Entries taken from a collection
·····

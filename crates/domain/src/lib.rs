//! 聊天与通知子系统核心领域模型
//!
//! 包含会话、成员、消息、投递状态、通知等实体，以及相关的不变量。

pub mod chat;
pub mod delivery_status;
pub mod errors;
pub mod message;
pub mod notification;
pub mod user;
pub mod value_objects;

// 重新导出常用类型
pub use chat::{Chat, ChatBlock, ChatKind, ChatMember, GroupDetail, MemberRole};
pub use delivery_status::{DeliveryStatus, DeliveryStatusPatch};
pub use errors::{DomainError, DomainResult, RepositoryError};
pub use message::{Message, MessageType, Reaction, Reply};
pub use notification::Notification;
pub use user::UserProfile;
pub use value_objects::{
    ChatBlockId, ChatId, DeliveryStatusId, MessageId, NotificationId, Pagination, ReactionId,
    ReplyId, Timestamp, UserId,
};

·····

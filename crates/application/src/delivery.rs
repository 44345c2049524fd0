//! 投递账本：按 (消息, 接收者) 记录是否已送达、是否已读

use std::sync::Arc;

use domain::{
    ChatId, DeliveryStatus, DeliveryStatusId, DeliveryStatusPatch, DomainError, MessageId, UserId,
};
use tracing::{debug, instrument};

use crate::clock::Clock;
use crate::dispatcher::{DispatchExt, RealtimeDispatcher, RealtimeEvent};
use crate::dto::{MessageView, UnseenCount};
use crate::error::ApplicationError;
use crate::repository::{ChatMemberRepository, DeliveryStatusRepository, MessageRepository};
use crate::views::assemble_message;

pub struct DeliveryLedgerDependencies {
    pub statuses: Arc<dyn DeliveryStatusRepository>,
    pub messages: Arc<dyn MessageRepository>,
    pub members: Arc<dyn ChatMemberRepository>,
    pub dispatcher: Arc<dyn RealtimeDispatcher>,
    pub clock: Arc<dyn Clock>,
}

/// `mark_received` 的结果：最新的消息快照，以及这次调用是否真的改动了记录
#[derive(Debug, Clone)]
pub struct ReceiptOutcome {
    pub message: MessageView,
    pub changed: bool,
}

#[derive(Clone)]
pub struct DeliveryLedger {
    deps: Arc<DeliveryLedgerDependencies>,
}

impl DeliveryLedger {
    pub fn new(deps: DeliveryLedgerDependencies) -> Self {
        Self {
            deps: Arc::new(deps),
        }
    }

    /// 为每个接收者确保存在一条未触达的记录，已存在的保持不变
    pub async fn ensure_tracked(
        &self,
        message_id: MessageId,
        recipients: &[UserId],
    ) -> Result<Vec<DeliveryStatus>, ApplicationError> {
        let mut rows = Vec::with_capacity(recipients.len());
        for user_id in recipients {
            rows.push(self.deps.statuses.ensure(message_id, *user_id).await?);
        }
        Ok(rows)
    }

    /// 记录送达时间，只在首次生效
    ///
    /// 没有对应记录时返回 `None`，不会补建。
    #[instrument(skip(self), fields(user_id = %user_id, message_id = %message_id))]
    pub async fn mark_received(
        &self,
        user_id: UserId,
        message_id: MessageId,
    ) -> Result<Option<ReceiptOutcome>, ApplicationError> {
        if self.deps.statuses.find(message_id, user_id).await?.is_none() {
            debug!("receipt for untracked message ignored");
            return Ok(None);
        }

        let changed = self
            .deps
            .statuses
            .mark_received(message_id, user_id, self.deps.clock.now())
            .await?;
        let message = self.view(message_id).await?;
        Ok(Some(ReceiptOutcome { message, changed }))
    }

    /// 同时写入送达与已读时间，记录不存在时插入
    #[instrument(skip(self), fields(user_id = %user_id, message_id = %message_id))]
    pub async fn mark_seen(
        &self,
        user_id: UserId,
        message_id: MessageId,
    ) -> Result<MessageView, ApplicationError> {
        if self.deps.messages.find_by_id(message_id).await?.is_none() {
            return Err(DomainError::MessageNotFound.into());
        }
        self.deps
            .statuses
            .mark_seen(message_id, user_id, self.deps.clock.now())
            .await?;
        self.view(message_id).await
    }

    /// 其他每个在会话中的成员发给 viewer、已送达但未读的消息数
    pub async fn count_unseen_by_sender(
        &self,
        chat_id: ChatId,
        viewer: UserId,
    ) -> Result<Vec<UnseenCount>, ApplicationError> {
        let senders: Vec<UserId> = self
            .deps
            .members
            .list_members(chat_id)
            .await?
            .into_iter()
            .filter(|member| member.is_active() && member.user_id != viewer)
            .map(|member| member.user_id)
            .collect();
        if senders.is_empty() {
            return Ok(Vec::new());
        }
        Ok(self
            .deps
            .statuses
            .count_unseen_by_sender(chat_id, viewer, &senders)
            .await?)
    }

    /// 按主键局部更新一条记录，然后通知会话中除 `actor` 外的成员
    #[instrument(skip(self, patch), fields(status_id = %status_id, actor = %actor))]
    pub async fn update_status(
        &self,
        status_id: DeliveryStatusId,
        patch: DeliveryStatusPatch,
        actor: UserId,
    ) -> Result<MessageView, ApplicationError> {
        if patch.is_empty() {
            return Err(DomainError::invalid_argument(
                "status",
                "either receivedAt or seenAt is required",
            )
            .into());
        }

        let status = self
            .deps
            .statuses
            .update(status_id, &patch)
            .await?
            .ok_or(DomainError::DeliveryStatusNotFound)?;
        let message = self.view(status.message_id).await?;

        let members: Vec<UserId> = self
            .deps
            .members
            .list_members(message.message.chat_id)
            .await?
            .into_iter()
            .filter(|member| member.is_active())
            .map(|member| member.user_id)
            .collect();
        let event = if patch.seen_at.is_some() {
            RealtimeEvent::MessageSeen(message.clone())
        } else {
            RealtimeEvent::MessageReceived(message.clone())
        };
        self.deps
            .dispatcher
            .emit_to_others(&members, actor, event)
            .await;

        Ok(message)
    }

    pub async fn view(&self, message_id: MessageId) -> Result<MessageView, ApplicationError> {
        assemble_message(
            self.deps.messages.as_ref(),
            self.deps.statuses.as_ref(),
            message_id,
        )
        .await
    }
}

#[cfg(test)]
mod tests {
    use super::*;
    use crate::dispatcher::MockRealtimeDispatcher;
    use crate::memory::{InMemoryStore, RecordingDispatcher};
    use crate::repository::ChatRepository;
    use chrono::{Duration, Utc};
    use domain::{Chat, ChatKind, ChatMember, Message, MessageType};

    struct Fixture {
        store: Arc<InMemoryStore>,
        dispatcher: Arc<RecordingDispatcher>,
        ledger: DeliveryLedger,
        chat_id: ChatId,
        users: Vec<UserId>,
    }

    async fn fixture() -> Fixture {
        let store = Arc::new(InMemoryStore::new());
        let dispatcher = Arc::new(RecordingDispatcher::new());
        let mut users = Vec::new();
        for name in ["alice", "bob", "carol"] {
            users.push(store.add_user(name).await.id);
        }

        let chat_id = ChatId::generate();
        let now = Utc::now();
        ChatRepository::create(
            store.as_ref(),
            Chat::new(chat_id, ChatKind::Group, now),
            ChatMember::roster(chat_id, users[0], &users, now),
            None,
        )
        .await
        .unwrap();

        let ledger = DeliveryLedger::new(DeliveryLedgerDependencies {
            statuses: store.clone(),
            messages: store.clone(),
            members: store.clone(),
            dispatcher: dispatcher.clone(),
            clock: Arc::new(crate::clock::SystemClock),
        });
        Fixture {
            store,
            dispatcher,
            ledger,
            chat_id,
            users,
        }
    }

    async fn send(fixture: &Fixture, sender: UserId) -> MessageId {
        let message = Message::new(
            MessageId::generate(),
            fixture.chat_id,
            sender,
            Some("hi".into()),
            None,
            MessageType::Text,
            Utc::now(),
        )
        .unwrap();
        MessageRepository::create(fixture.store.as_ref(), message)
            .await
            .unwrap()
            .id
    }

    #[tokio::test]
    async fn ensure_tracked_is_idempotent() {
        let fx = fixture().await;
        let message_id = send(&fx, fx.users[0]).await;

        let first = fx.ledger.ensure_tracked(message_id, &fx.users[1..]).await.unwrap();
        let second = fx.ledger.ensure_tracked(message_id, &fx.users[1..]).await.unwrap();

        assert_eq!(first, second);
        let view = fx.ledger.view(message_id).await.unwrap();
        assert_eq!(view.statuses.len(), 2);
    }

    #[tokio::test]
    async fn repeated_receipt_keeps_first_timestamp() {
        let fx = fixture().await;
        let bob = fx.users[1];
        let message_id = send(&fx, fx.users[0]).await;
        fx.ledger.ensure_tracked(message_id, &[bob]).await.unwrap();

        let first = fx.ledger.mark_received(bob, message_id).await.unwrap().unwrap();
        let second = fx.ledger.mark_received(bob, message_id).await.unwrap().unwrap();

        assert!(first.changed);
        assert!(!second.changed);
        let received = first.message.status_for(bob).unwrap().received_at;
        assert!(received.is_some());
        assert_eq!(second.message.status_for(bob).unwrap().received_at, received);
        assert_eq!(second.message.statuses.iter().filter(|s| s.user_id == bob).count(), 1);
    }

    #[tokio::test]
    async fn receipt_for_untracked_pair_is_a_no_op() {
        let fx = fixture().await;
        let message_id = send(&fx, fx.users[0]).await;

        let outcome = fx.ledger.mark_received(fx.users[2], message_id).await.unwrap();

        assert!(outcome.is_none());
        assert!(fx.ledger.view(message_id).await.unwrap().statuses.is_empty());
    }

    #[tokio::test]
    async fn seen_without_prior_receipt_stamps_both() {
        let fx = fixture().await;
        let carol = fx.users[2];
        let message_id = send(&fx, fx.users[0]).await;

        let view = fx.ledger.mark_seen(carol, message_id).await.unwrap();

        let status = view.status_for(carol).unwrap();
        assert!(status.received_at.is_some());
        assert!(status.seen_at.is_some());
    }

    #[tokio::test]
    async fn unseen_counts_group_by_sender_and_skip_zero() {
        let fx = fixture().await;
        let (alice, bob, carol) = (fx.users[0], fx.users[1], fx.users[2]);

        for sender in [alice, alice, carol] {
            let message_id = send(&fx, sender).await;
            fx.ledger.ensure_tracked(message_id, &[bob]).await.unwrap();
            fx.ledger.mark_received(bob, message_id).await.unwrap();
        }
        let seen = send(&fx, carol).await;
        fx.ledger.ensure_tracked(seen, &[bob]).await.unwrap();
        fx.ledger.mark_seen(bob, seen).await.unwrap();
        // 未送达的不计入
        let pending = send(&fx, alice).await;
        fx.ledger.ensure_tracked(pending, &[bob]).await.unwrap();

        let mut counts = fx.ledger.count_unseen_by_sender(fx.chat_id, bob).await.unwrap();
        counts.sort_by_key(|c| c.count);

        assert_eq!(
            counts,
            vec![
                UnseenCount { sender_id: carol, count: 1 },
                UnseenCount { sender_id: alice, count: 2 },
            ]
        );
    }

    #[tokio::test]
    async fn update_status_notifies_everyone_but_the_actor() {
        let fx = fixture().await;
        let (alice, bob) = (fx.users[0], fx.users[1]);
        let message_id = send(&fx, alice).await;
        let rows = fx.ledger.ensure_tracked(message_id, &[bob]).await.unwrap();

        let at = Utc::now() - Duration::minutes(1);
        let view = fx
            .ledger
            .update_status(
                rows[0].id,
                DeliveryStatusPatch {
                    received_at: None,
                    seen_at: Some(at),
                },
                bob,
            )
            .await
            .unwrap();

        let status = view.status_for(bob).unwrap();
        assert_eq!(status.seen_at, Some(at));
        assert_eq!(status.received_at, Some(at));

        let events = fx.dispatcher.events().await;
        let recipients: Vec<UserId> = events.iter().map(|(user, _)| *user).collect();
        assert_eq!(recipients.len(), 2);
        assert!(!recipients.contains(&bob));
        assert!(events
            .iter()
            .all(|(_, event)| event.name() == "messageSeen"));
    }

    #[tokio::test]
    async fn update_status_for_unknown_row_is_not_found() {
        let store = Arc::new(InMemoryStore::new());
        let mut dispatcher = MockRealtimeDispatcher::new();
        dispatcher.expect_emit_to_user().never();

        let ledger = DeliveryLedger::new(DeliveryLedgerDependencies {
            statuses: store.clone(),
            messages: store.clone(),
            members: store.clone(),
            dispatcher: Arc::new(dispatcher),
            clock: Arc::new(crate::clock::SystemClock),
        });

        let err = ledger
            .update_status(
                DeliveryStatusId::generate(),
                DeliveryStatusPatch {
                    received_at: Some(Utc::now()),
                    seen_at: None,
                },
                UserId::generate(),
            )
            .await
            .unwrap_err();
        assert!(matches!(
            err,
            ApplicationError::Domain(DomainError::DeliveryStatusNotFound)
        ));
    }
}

·····

- [What you have to do]: Check each line above for the string "ChatRepository" and return those that contain it.

- [Task result]:
    use crate::repository::ChatRepository;
        ChatRepository::create(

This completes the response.